Por isso aquele ataque na baía das Mós, muito perto do campo da Salga, não era de bons prenúncios, e isto apesar de aos fortes que Ciprião de Figueiredo mandara entretanto erguer pela ilha se haverem juntado trezentas bocas de fogo trazidas pelos franceses, e de alguém ter querido repetir a sorte das vacas, sendo estas em número muito mais dilatado, dizendo umas crónicas que cerca de mil, outras que o dobro. E, para piorar a sanha dos atacantes, D. Álvaro de Bazán, marquês de Santa Cruz, que um ano antes vencera ao largo de Vila Franca aquela que foi talvez a última batalha naval clássica, com abordagem e combates decisivos nos convés, queria não apenas salvar a honra do seu rei mas vingar a morte do sobrinho.

Como a confirmar que nem sempre bons princípios são garantia de bons fins, os da Terceira, comandados pelo conde Manuel da Silva, foram dando algum desbaste nos invasores, que no final da batalha deixaram uns setenta mortos no campo e levaram consigo uns trezentos feridos. Porém quando chegou a altura da actuação das vacas, os castelhanos, bem prevenidos do que sucedera dois anos antes, abriram alas, deixando-as passar em correria pelo meio. Depois cerraram fileiras novamente, e facilmente destruíram a resistência dos desalentados defensores, que acabaram por ver a vila de São Sebastião ser barbaramente saqueada naquele dia, e a nobre cidade de Angra durante os três seguintes.
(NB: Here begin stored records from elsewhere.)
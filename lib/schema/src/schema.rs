//! Schema definitions
//!
//! A [`SchemaSpec`] pins down the input contract of one fitted artifact:
//! which raw fields are required, what values they may take, and the exact
//! ordered column layout (post one-hot, pre-scaling) the artifact was fit on,
//! together with the fitted rescaling parameters.
//!
//! Specs are checked once at construction and immutable afterwards.

use ahash::{AHashMap, AHashSet};
use incidentx_core::{Capability, Error};
use serde::{Deserialize, Serialize};

/// Declared constraints for one required raw field
#[derive(Debug, Clone, Serialize, Deserialize, PartialEq)]
pub struct FieldSpec {
    pub name: String,

    #[serde(flatten)]
    pub kind: FieldKind,
}

impl FieldSpec {
    /// Numeric field with optional inclusive bounds
    pub fn numeric(name: impl Into<String>, min: Option<f64>, max: Option<f64>) -> Self {
        Self {
            name: name.into(),
            kind: FieldKind::Numeric { min, max },
        }
    }

    /// Categorical field accepting exactly the given values
    pub fn categorical<S: AsRef<str>>(name: impl Into<String>, categories: &[S]) -> Self {
        Self {
            name: name.into(),
            kind: FieldKind::Categorical {
                categories: categories.iter().map(|c| c.as_ref().to_string()).collect(),
            },
        }
    }

    pub fn is_categorical(&self) -> bool {
        matches!(self.kind, FieldKind::Categorical { .. })
    }

    /// Accepted values, for categorical fields
    pub fn categories(&self) -> Option<&[String]> {
        match &self.kind {
            FieldKind::Categorical { categories } => Some(categories),
            FieldKind::Numeric { .. } => None,
        }
    }
}

/// Value class of a field
#[derive(Debug, Clone, Serialize, Deserialize, PartialEq)]
#[serde(tag = "type", rename_all = "lowercase")]
pub enum FieldKind {
    /// Numeric (booleans read as 0/1), inclusive bounds, either may be absent
    Numeric {
        #[serde(default, skip_serializing_if = "Option::is_none")]
        min: Option<f64>,
        #[serde(default, skip_serializing_if = "Option::is_none")]
        max: Option<f64>,
    },
    /// Finite set of accepted strings
    Categorical { categories: Vec<String> },
}

/// Fitted min-max parameters for one expanded column
#[derive(Debug, Clone, Copy, Serialize, Deserialize, PartialEq)]
pub struct MinMax {
    pub min: f64,
    pub max: f64,
}

impl MinMax {
    pub fn new(min: f64, max: f64) -> Self {
        Self { min, max }
    }

    /// Affine map onto [0, 1] over the fitted range.
    ///
    /// Values outside the fitted range are not clamped and may land outside
    /// [0, 1]. A degenerate range (`min == max`) maps every input to 0.
    #[inline]
    pub fn apply(&self, x: f64) -> f64 {
        let range = self.max - self.min;
        if range == 0.0 {
            0.0
        } else {
            (x - self.min) / range
        }
    }
}

/// Rescaling entry: which column, which fitted range
#[derive(Debug, Clone, Serialize, Deserialize, PartialEq)]
pub struct RescaleParams {
    pub column: String,
    #[serde(flatten)]
    pub range: MinMax,
}

/// Immutable input contract of one capability's artifact
#[derive(Debug, Clone, Serialize, Deserialize)]
#[serde(try_from = "SchemaSpecDef", into = "SchemaSpecDef")]
pub struct SchemaSpec {
    capability: Capability,
    fields: Vec<FieldSpec>,
    expanded_columns: Vec<String>,
    rescale: Vec<RescaleParams>,
    column_index: AHashMap<String, usize>,
    column_scaling: Vec<Option<MinMax>>,
}

/// Wire form of [`SchemaSpec`]; every deserialized spec goes through
/// [`SchemaSpec::new`] checks.
#[derive(Debug, Clone, Serialize, Deserialize)]
pub struct SchemaSpecDef {
    pub capability: Capability,
    pub fields: Vec<FieldSpec>,
    pub expanded_columns: Vec<String>,
    #[serde(default)]
    pub rescale: Vec<RescaleParams>,
}

impl TryFrom<SchemaSpecDef> for SchemaSpec {
    type Error = SchemaError;

    fn try_from(def: SchemaSpecDef) -> Result<Self, Self::Error> {
        SchemaSpec::new(def.capability, def.fields, def.expanded_columns, def.rescale)
    }
}

impl From<SchemaSpec> for SchemaSpecDef {
    fn from(spec: SchemaSpec) -> Self {
        Self {
            capability: spec.capability,
            fields: spec.fields,
            expanded_columns: spec.expanded_columns,
            rescale: spec.rescale,
        }
    }
}

impl PartialEq for SchemaSpec {
    fn eq(&self, other: &Self) -> bool {
        self.capability == other.capability
            && self.fields == other.fields
            && self.expanded_columns == other.expanded_columns
            && self.rescale == other.rescale
    }
}

impl SchemaSpec {
    /// Build and check a schema.
    ///
    /// Every expanded column must be either a numeric field's name or a
    /// `{field}_{category}` indicator for a declared category; every rescaled
    /// column must exist in the layout.
    pub fn new(
        capability: Capability,
        fields: Vec<FieldSpec>,
        expanded_columns: Vec<String>,
        rescale: Vec<RescaleParams>,
    ) -> Result<Self, SchemaError> {
        if fields.is_empty() {
            return Err(SchemaError::EmptySchema);
        }

        let mut seen_fields = AHashSet::new();
        for field in &fields {
            if !seen_fields.insert(field.name.as_str()) {
                return Err(SchemaError::DuplicateField(field.name.clone()));
            }
            match &field.kind {
                FieldKind::Numeric { min: Some(min), max: Some(max) } if min > max => {
                    return Err(SchemaError::InvalidBounds(field.name.clone()));
                }
                FieldKind::Categorical { categories } if categories.is_empty() => {
                    return Err(SchemaError::EmptyDomain(field.name.clone()));
                }
                _ => {}
            }
        }

        if expanded_columns.is_empty() {
            return Err(SchemaError::EmptyLayout);
        }

        let mut column_index = AHashMap::with_capacity(expanded_columns.len());
        for (idx, column) in expanded_columns.iter().enumerate() {
            if column_index.insert(column.clone(), idx).is_some() {
                return Err(SchemaError::DuplicateColumn(column.clone()));
            }
            if !column_is_mapped(column, &fields) {
                return Err(SchemaError::UnmappedColumn(column.clone()));
            }
        }

        let mut column_scaling = vec![None; expanded_columns.len()];
        for params in &rescale {
            let idx = *column_index
                .get(&params.column)
                .ok_or_else(|| SchemaError::UnknownRescaleColumn(params.column.clone()))?;
            let MinMax { min, max } = params.range;
            if !min.is_finite() || !max.is_finite() || min > max {
                return Err(SchemaError::InvalidRescale(params.column.clone()));
            }
            if column_scaling[idx].replace(params.range).is_some() {
                return Err(SchemaError::DuplicateColumn(params.column.clone()));
            }
        }

        Ok(Self {
            capability,
            fields,
            expanded_columns,
            rescale,
            column_index,
            column_scaling,
        })
    }

    pub fn capability(&self) -> Capability {
        self.capability
    }

    /// Required raw fields in canonical order
    pub fn fields(&self) -> &[FieldSpec] {
        &self.fields
    }

    pub fn required_fields(&self) -> impl Iterator<Item = &str> {
        self.fields.iter().map(|f| f.name.as_str())
    }

    pub fn get_field(&self, name: &str) -> Option<&FieldSpec> {
        self.fields.iter().find(|f| f.name == name)
    }

    /// The artifact's column layout, fixed at fit time
    pub fn expanded_columns(&self) -> &[String] {
        &self.expanded_columns
    }

    pub fn dim(&self) -> usize {
        self.expanded_columns.len()
    }

    pub fn column_index(&self, column: &str) -> Option<usize> {
        self.column_index.get(column).copied()
    }

    pub fn rescale(&self) -> &[RescaleParams] {
        &self.rescale
    }

    /// Fitted range for the column at `idx`, if it is rescaled
    #[inline]
    pub fn scaling_at(&self, idx: usize) -> Option<MinMax> {
        self.column_scaling.get(idx).copied().flatten()
    }
}

/// Indicator column name for a categorical value
#[inline]
pub fn indicator_column(field: &str, category: &str) -> String {
    format!("{}_{}", field, category)
}

fn column_is_mapped(column: &str, fields: &[FieldSpec]) -> bool {
    fields.iter().any(|field| match &field.kind {
        FieldKind::Numeric { .. } => field.name == column,
        FieldKind::Categorical { categories } => column
            .strip_prefix(field.name.as_str())
            .and_then(|rest| rest.strip_prefix('_'))
            .map(|category| categories.iter().any(|c| c == category))
            .unwrap_or(false),
    })
}

/// Errors raised while building or fitting a schema
#[derive(Debug, Clone, PartialEq, thiserror::Error)]
pub enum SchemaError {
    #[error("Schema cannot be empty")]
    EmptySchema,

    #[error("Schema has no expanded columns")]
    EmptyLayout,

    #[error("Field '{0}' declared twice")]
    DuplicateField(String),

    #[error("Column '{0}' declared twice")]
    DuplicateColumn(String),

    #[error("Field '{0}' has min greater than max")]
    InvalidBounds(String),

    #[error("Categorical field '{0}' has no categories")]
    EmptyDomain(String),

    #[error("Column '{0}' does not map to any declared field or category")]
    UnmappedColumn(String),

    #[error("Rescale column '{0}' is not in the layout")]
    UnknownRescaleColumn(String),

    #[error("Rescale column '{0}' has an invalid fitted range")]
    InvalidRescale(String),

    #[error("Capability '{0}' registered twice")]
    DuplicateCapability(Capability),

    #[error("Cannot fit a layout over an empty corpus")]
    EmptyCorpus,

    #[error("Row {row}: field '{field}' cannot be fit")]
    UnfittableRow { row: usize, field: String },
}

impl From<SchemaError> for Error {
    fn from(err: SchemaError) -> Self {
        Error::InvalidArtifact(err.to_string())
    }
}

#[cfg(test)]
mod tests {
    use super::*;

    fn fields() -> Vec<FieldSpec> {
        vec![
            FieldSpec::categorical("incident_type", &["fire", "flood"]),
            FieldSpec::numeric("upvotes", Some(0.0), None),
        ]
    }

    fn columns() -> Vec<String> {
        vec!["incident_type_fire".into(), "incident_type_flood".into(), "upvotes".into()]
    }

    #[test]
    fn test_schema_creation() {
        let spec = SchemaSpec::new(Capability::Fraud, fields(), columns(), vec![]).unwrap();
        assert_eq!(spec.dim(), 3);
        assert_eq!(spec.column_index("upvotes"), Some(2));
        assert_eq!(spec.required_fields().collect::<Vec<_>>(), vec!["incident_type", "upvotes"]);
        assert!(spec.scaling_at(2).is_none());
    }

    #[test]
    fn test_unmapped_column_rejected() {
        let mut cols = columns();
        cols.push("incident_type_earthquake".into());
        assert_eq!(
            SchemaSpec::new(Capability::Fraud, fields(), cols, vec![]),
            Err(SchemaError::UnmappedColumn("incident_type_earthquake".into()))
        );
    }

    #[test]
    fn test_duplicate_column_rejected() {
        let mut cols = columns();
        cols.push("upvotes".into());
        assert!(matches!(
            SchemaSpec::new(Capability::Fraud, fields(), cols, vec![]),
            Err(SchemaError::DuplicateColumn(_))
        ));
    }

    #[test]
    fn test_rescale_column_must_exist() {
        let rescale = vec![RescaleParams {
            column: "flags".into(),
            range: MinMax::new(0.0, 4.0),
        }];
        assert!(matches!(
            SchemaSpec::new(Capability::Fraud, fields(), columns(), rescale),
            Err(SchemaError::UnknownRescaleColumn(_))
        ));
    }

    #[test]
    fn test_invalid_bounds_rejected() {
        let bad = vec![FieldSpec::numeric("upvotes", Some(5.0), Some(1.0))];
        assert!(matches!(
            SchemaSpec::new(Capability::Risk, bad, vec!["upvotes".into()], vec![]),
            Err(SchemaError::InvalidBounds(_))
        ));
    }

    #[test]
    fn test_min_max_boundaries() {
        let range = MinMax::new(2.0, 6.0);
        assert_eq!(range.apply(2.0), 0.0);
        assert_eq!(range.apply(6.0), 1.0);
        assert_eq!(range.apply(4.0), 0.5);
    }

    #[test]
    fn test_min_max_out_of_range_is_not_clamped() {
        let range = MinMax::new(0.0, 10.0);
        assert_eq!(range.apply(20.0), 2.0);
        assert_eq!(range.apply(-5.0), -0.5);
    }

    #[test]
    fn test_min_max_degenerate_range() {
        let range = MinMax::new(3.0, 3.0);
        assert_eq!(range.apply(3.0), 0.0);
        assert_eq!(range.apply(1.0), 0.0);
        assert_eq!(range.apply(10.0), 0.0);
        assert_eq!(range.apply(-250.0), 0.0);
    }

    #[test]
    fn test_serde_roundtrip_rechecks() {
        let rescale = vec![RescaleParams {
            column: "upvotes".into(),
            range: MinMax::new(0.0, 20.0),
        }];
        let spec = SchemaSpec::new(Capability::Similarity, fields(), columns(), rescale).unwrap();
        let json = serde_json::to_string(&spec).unwrap();
        let parsed: SchemaSpec = serde_json::from_str(&json).unwrap();
        assert_eq!(spec, parsed);
        assert_eq!(parsed.scaling_at(2), Some(MinMax::new(0.0, 20.0)));

        let broken = json.replace("incident_type_flood", "incident_type_hail");
        assert!(serde_json::from_str::<SchemaSpec>(&broken).is_err());
    }

    #[test]
    fn test_field_spec_wire_format() {
        let json = serde_json::to_value(FieldSpec::numeric("has_media", Some(0.0), Some(1.0))).unwrap();
        assert_eq!(json, serde_json::json!({"name": "has_media", "type": "numeric", "min": 0.0, "max": 1.0}));

        let parsed: FieldSpec =
            serde_json::from_value(serde_json::json!({"name": "upvotes", "type": "numeric", "min": 0})).unwrap();
        assert_eq!(parsed, FieldSpec::numeric("upvotes", Some(0.0), None));
    }
}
Melhor sorte não teve o conde Manuel da Silva. Julgando os da Terceira, e parece que com razão, que ele queria fugir da ilha, tê-lo-iam prontamente matado se à mão de semear e degolar o apanhassem. Mas menos mal não lhe queriam os invasores, porque fora ele que se lhes opusera como chefe enquanto pôde a sua pouca coragem. Andou escondido por montes e valhacoutos, até que os castelhanos o prenderam e pouco depois o juntaram ao número dos mortos.

8 comentários:

Mar de Bem disse...

Cruz, Credo!!!

samuel disse...

E por debaixo os vulcões, por certo envergonhados pela ferocidade da actividade telúrica à superfície...

Abraço

Anónimo disse...

Primeiro deitei os olhos à água e à paisagem da baía, enquanto ouvia o concerto de Aranjuez.Uma delícia!
Depois, entrei no texto, ao som de Wagner, no palco dos ódios e das guerras, sempre os mesmos e pelos mesmos motivos,com um narrador que quase se faz ouvir, apesar da distância.
Daniel, houve sempre muitas rivalidades políticas entre os açorianos das várias ilhas? Conta, conta...

Anónimo disse...

Lia,

Leio rivalidades entre uma minoria de regedores, condes, dons e governadores e não entre a maioria dos açorianos.

Daniel,
Porque é que o conde de Torres Vedras causou pouca simpatia entre o povo?

Anónimo disse...

Carmélio,

Geralmente as rivalidades vêm sempre de cima.
Obrigada pela informação.

Daniel disse...

Obrigado, amigos, pela visita e pelos comentários.
As rivalidades têm dependido do momento histórico. No entanto, não prejudicam a convivência entre os açorianos, porque quase fazem parte do folclore. Até nos bailinhos de Carnaval não há micaelense (se há, são raros) que não ria das piadas contra nós.
Quanto ao conde Manuel da Silva, foi algo prepotente. O Ciprião de Figueiredo não foi menos, mas tinha mais simpatia. Ou, pelo menos, agradava a mais gente.
Abraços.
Daniel

Mar de Bem disse...

Eu vou encher isto de ALELUIAS!!!

BOA PÁSCOA!!! Beijos e abraços.

LIA disse...

Páscoa Feliz para os homens de boa vontade.Aleluia!